Recall that if $X,Y\sim\mathrm{Pois}(\lambda)$ are independent, then $X+Y\sim\mathrm{Pois}(2\lambda)$. So $$\sum_{i=1}^n X_i\sim\mathrm{Pois}(n\lambda).$$ We can use the law of the unconscious statistician to compute the expectation of the given estimator: $$ \begin{align*} \mathbb E\left[\frac n{\sum_{i=1}^n X_i + 1}\right] &= \sum_{k=0}^\infty \frac n{k+1}\mathbb P\left(\sum_{i=1}^n X_i=k\right)\\ &= \sum_{k=0}^\infty \frac n{k+1}\cdot\frac{e^{-n\lambda}(n\lambda)^k}{k!}\\ &= ne^{-n\lambda}(n\lambda)^{-1}\sum_{k=0}^\infty\frac{(n\lambda)^{k+1}}{(k+1)!}\\ &= \frac{e^{-n\lambda}}\lambda\left(e^{n\lambda}-1\right)\\ &= \frac1\lambda(1 - e^{-n\lambda}). \end{align*} $$ Since this expectation is not equal to $\frac1\lambda$, we see that the estimator is biased. However, as @André Nicolas pointed out, it is asymptotically unbiased, as $$\lim_{n\to\infty}\frac1\lambda(1-e^{-n\lambda})=\frac1\lambda.$$

Answer 2

What would go wrong if $1$ had not been added in the denominator is that the probability that the denominator is $0$ would be positive so the expected value would be $\infty\ne 1/\lambda$.
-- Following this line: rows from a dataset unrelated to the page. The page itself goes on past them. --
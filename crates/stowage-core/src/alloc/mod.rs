//! Optimized collection types for Stowage.
//!
//! Cache keys are short strings that are hashed on every lookup, so the
//! AHash-backed map is used everywhere.

pub use ahash::AHashMap as HashMap;

#[cfg(test)]
mod tests {
    use super::*;

    #[test]
    fn test_hashmap_ahash() {
        let mut map = HashMap::new();
        map.insert("ui/main_menu", 1u32);
        *map.entry("ui/main_menu").or_insert(0) += 1;
        assert_eq!(map.get("ui/main_menu"), Some(&2));
    }
}
//! Logging setup built on `tracing-subscriber`.
//!
//! Library code only emits `tracing` events; binaries and tests decide where
//! they go by calling one of the `init` functions below once.

use tracing_subscriber::EnvFilter;

/// Filter used when `RUST_LOG` is not set.
pub const DEFAULT_FILTER: &str = "info,stowage=debug";

/// Values for the `system` field attached to every event, so a sink can
/// enable or silence whole subsystems.
pub mod systems {
    /// Resource caches, loaders and the scope registry.
    pub const RESOURCE_MANAGER: &str = "resource_manager";
    /// Scope lifecycle orchestration.
    pub const SCOPE_CLEANUP: &str = "scope_cleanup";
}

/// Install the global subscriber with [`DEFAULT_FILTER`].
pub fn init() {
    init_with_filter(DEFAULT_FILTER);
}

/// Install the global subscriber with a custom filter directive.
///
/// `RUST_LOG` takes precedence over `filter` when it is set.
pub fn init_with_filter(filter: &str) {
    if let Err(e) = try_init_with_filter(filter) {
        tracing::warn!("Logging already initialized: {}", e);
    }
}

/// Fallible variant of [`init_with_filter`].
pub fn try_init_with_filter(
    filter: &str,
) -> Result<(), Box<dyn std::error::Error + Send + Sync + 'static>> {
    tracing_subscriber::fmt()
        .with_env_filter(env_filter(filter))
        .with_target(true)
        .try_init()
}

/// Install a subscriber that writes through the test harness capture.
///
/// Safe to call from every test; only the first call installs anything.
pub fn init_for_tests() {
    let _ = tracing_subscriber::fmt()
        .with_env_filter(env_filter("debug"))
        .with_test_writer()
        .try_init();
}

fn env_filter(fallback: &str) -> EnvFilter {
    EnvFilter::try_from_default_env().unwrap_or_else(|_| EnvFilter::new(fallback))
}

#[cfg(test)]
mod tests {
    use super::*;

    #[test]
    fn test_init_for_tests_is_idempotent() {
        init_for_tests();
        init_for_tests();
        tracing::info!(system = systems::RESOURCE_MANAGER, "logging ready");
    }

    #[test]
    fn test_second_install_fails() {
        init_for_tests();
        assert!(try_init_with_filter("warn").is_err());
    }
}
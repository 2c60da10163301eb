//! Stowage Core
//!
//! Utilities shared by the Stowage crates: logging setup, the hash map
//! alias and optional profiling scopes.

pub mod alloc;
pub mod logging;
pub mod profiling;
//! Error types for the resource cache.

use std::fmt;

/// Failure reported by a [`Backend`](crate::Backend) load.
///
/// The cache never inspects it beyond logging; every backend failure is
/// treated as retryable.
#[derive(Debug, Clone, PartialEq, Eq)]
pub struct BackendError {
    message: String,
}

impl BackendError {
    /// Create a backend error with a message.
    pub fn new(message: impl Into<String>) -> Self {
        Self {
            message: message.into(),
        }
    }

    /// The backend's description of the failure.
    pub fn message(&self) -> &str {
        &self.message
    }
}

impl fmt::Display for BackendError {
    fn fmt(&self, f: &mut fmt::Formatter<'_>) -> fmt::Result {
        f.write_str(&self.message)
    }
}

impl std::error::Error for BackendError {}

/// Errors that can occur during cache and loader operations.
///
/// `Clone` so one failed load can be handed to every caller that joined it.
#[derive(Debug, Clone, PartialEq, Eq)]
pub enum CacheError {
    /// The key was empty or malformed. Reported before any backend call.
    Validation {
        /// Why the key was rejected.
        reason: String,
    },

    /// The resolver has no mapping for the requested category.
    Resolution {
        /// The category that was looked up.
        category: String,
        /// The logical name that was requested.
        name: String,
    },

    /// The backend kept failing until the retry policy gave up.
    BackendLoad {
        /// The key being loaded.
        key: String,
        /// How many backend calls were made.
        attempts: u32,
        /// The last backend failure.
        source: BackendError,
    },

    /// The loaded container does not carry the requested component.
    ComponentExtraction {
        /// Key of the container.
        key: String,
        /// Type name of the missing component.
        component: &'static str,
    },

    /// The entry was released, unloaded or evicted before its load finished.
    Cancelled {
        /// The key whose load was abandoned.
        key: String,
    },
}

impl CacheError {
    /// Shorthand for a [`CacheError::Validation`].
    pub fn validation(reason: impl Into<String>) -> Self {
        CacheError::Validation {
            reason: reason.into(),
        }
    }

    /// Returns `true` for [`CacheError::Cancelled`].
    pub fn is_cancelled(&self) -> bool {
        matches!(self, CacheError::Cancelled { .. })
    }
}

impl fmt::Display for CacheError {
    fn fmt(&self, f: &mut fmt::Formatter<'_>) -> fmt::Result {
        match self {
            CacheError::Validation { reason } => {
                write!(f, "Invalid cache key: {}", reason)
            }
            CacheError::Resolution { category, name } => {
                write!(f, "No path registered for category '{}' (requested '{}')", category, name)
            }
            CacheError::BackendLoad {
                key,
                attempts,
                source,
            } => {
                write!(
                    f,
                    "Failed to load '{}' after {} attempt(s): {}",
                    key, attempts, source
                )
            }
            CacheError::ComponentExtraction { key, component } => {
                write!(f, "Can't find component {} in '{}'", component, key)
            }
            CacheError::Cancelled { key } => {
                write!(f, "Load of '{}' was cancelled", key)
            }
        }
    }
}

impl std::error::Error for CacheError {
    fn source(&self) -> Option<&(dyn std::error::Error + 'static)> {
        match self {
            CacheError::BackendLoad { source, .. } => Some(source),
            _ => None,
        }
    }
}

/// Result type alias for cache operations.
pub type CacheResult<T> = Result<T, CacheError>;

#[cfg(test)]
mod tests {
    use super::*;
    use std::error::Error;

    #[test]
    fn test_backend_load_exposes_source() {
        let err = CacheError::BackendLoad {
            key: "ui/menu".to_string(),
            attempts: 3,
            source: BackendError::new("connection reset"),
        };

        assert_eq!(
            err.to_string(),
            "Failed to load 'ui/menu' after 3 attempt(s): connection reset"
        );
        let source = err.source().map(|s| s.to_string());
        assert_eq!(source.as_deref(), Some("connection reset"));
    }

    #[test]
    fn test_other_variants_have_no_source() {
        let err = CacheError::Resolution {
            category: "LoadingScreen".to_string(),
            name: "splash".to_string(),
        };
        assert!(err.source().is_none());
        assert!(err.to_string().contains("LoadingScreen"));
        assert!(!err.is_cancelled());
        assert!(CacheError::Cancelled { key: "a".into() }.is_cancelled());
    }
}
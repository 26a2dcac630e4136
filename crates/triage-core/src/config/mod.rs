//! Engine configuration loading and validation.
//!
//! Configuration is structured data validated against JSON Schema and then
//! checked for invariants the schema cannot express (ascending cutoffs,
//! compilable patterns).

mod parser;
mod schema;

pub use parser::{ConfigError, EngineConfig};
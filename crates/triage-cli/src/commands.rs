//! Command execution.

use anyhow::{Context, Result};
use std::path::Path;
use std::sync::Arc;

use triage_core::{
    lookup_or_default, BuiltinResources, CountryResource, Engine, InstrumentId, ResourceDirectory,
    ResourceLookup, RoutingDecision, ScoreResponse,
};
use triage_runtime::{IntakeFlowBuilder, RuntimeConfig};

/// Parse a comma-separated score list. Empty input is an empty list.
pub fn parse_scores(input: &str) -> Result<Vec<i64>> {
    input
        .split(',')
        .map(str::trim)
        .filter(|item| !item.is_empty())
        .map(|item| {
            item.parse::<i64>()
                .with_context(|| format!("Invalid item score '{}'", item))
        })
        .collect()
}

fn resource_source(dir: Option<&Path>) -> Box<dyn ResourceLookup> {
    match dir {
        Some(dir) => Box::new(ResourceDirectory::new(dir)),
        None => Box::new(BuiltinResources),
    }
}

fn load_resource(country: &str, dir: Option<&Path>) -> CountryResource {
    lookup_or_default(resource_source(dir).as_ref(), country)
}

fn print_json<T: serde::Serialize>(value: &T) -> Result<()> {
    println!("{}", serde_json::to_string_pretty(value)?);
    Ok(())
}

pub fn detect(engine: &Engine, text: &str, json: bool) -> Result<()> {
    let found = engine.crisis_match(text);

    if json {
        print_json(&serde_json::json!({
            "crisis": found.is_some(),
            "match": found,
        }))
    } else {
        println!("{}", if found.is_some() { "crisis" } else { "clear" });
        Ok(())
    }
}

/// Check every item against the configured instrument before routing.
fn check_items(engine: &Engine, id: InstrumentId, scores: &[i64]) -> Result<()> {
    for (index, score) in scores.iter().enumerate() {
        let response = ScoreResponse::new(id.as_str(), index, *score);
        engine
            .validate_answer(&response)
            .with_context(|| format!("{} item {}", id, index + 1))?;
    }
    Ok(())
}

pub fn route(engine: &Engine, phq9: &str, gad7: &str, age_band: &str, json: bool) -> Result<()> {
    let phq9 = parse_scores(phq9).context("Failed to parse --phq9")?;
    let gad7 = parse_scores(gad7).context("Failed to parse --gad7")?;

    check_items(engine, InstrumentId::Phq9, &phq9)?;
    check_items(engine, InstrumentId::Gad7, &gad7)?;

    let decision = engine.score_and_route(&phq9, &gad7, age_band);

    if json {
        print_json(&decision)
    } else {
        print_decision(&decision);
        Ok(())
    }
}

fn print_decision(decision: &RoutingDecision) {
    println!("Bucket:         {}", decision.bucket);
    println!("Recommendation: {}", decision.recommendation);
    println!(
        "Scores:         PHQ-9 {} / GAD-7 {}",
        decision.scores.phq9, decision.scores.gad7
    );
    println!("Decided by:     {}", decision.explanation.decision.basis);

    for (label, evaluation) in [
        ("PHQ-9", &decision.explanation.phq9),
        ("GAD-7", &decision.explanation.gad7),
    ] {
        let met: Vec<String> = evaluation
            .comparisons
            .iter()
            .map(|c| format!("{}>={}:{}", c.threshold, c.cutoff, if c.met { "yes" } else { "no" }))
            .collect();
        println!("  {} {} [{}]", label, evaluation.score, met.join(" "));
    }
}

pub fn crisis_response(
    engine: &Engine,
    country: &str,
    dir: Option<&Path>,
    json: bool,
) -> Result<()> {
    let resource = load_resource(country, dir);
    let message = engine.format_crisis_response(&resource);

    if json {
        print_json(&serde_json::json!({ "country": country, "message": message }))
    } else {
        println!("{}", message);
        Ok(())
    }
}

pub fn questions(engine: &Engine, instrument: &str, json: bool) -> Result<()> {
    let prompts = engine.questions(instrument)?;

    if json {
        return print_json(&prompts);
    }

    for (index, prompt) in prompts.iter().enumerate() {
        println!("{:>2}. {}", index + 1, prompt);
    }
    Ok(())
}

pub fn resources(country: &str, dir: Option<&Path>) -> Result<()> {
    print_json(&load_resource(country, dir))
}

pub async fn intake(
    engine: Engine,
    text: &str,
    country: Option<&str>,
    dir: Option<&Path>,
    json: bool,
) -> Result<()> {
    let mut config = RuntimeConfig::from_env();
    if let Some(dir) = dir {
        config.resources_dir = Some(dir.to_path_buf());
    }

    let flow = IntakeFlowBuilder::new()
        .engine(Arc::new(engine))
        .config(config)
        .build()
        .context("Failed to build intake flow")?;

    let outcome = flow.handle_message(text, country).await;

    if json {
        return print_json(&serde_json::json!({
            "reply": outcome.reply,
            "crisis": outcome.crisis,
            "audit": outcome.audit,
        }));
    }

    println!("{}", outcome.reply.user_message);
    Ok(())
}
//! # triage-runtime
//!
//! Async intake flow around the triage engine.
//!
//! This crate handles a conversational turn: crisis check first, then a
//! responder for everything else. It also wraps questionnaire routing with
//! the audit record the request layer is expected to store.
//!
//! ## Important
//!
//! The decision logic lives in `triage-core` and is fully deterministic.
//! The responder here never sees a message that matched a crisis phrase.
//!
//! ## Example
//!
//! ```rust,ignore
//! use triage_runtime::{IntakeFlowBuilder, RuntimeConfig};
//!
//! let flow = IntakeFlowBuilder::new()
//!     .config(RuntimeConfig::from_env())
//!     .build()?;
//!
//! let outcome = flow.handle_message("I can't sleep lately", Some("tr")).await;
//! if outcome.crisis {
//!     // stop the conversation, show outcome.reply.user_message
//! }
//! ```

pub mod audit;
pub mod config;
pub mod intake;
pub mod responder;

pub use audit::{AuditEvent, AuditRecord};
pub use config::RuntimeConfig;
pub use intake::{IntakeFlow, IntakeFlowBuilder, IntakeOutcome, RouteReply};
pub use responder::{
    responder_from_config, ActionKind, MessageReply, MockResponder, NextAction, Responder,
    ResponderError,
};

use thiserror::Error;
use triage_core::TriageError;

/// Errors from the runtime.
#[derive(Error, Debug)]
pub enum RuntimeError {
    #[error("Responder not configured (only the mock responder is available)")]
    ResponderNotConfigured,

    #[error("Engine error: {0}")]
    Triage(#[from] TriageError),
}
The problem is simply to find the expected value: \begin{align} & \operatorname{E}\left( \frac n {1+\sum_{i=1}^n X_i} \right) = \sum_{x=0}^\infty \frac n {1+x} \Pr\left( \sum_{i=1}^n X_i = x \right) = n\sum_{x=0}^\infty \frac 1 {1+x} \cdot \frac{e^{-n\lambda} (n\lambda)^x}{x!} \\[10pt] = {} & n \sum_{x=0}^\infty \frac{e^{-n\lambda} (n\lambda)^x }{(x+1)!} = \frac n {n\lambda} \sum_{x=0}^\infty \frac{e^{-n\lambda} (n\lambda)^{x+1} }{(x+1)!} = \frac 1 \lambda e^{-n\lambda} \underbrace{\sum_{x=1}^\infty \frac{(n\lambda)^x}{x!}}_{\text{One term is missing.}} \end{align} In the last equality, a substitution was done: the new $x$ was the old $x+1$, and as the old $x$ goes from $0$ to $\infty$, the new $x$ goes from $1$ to $\infty$; thus the sum is missing the first term in a sum that evaluates to $e^{n\lambda}$. The last sum is therefore $e^{n\lambda}-1$.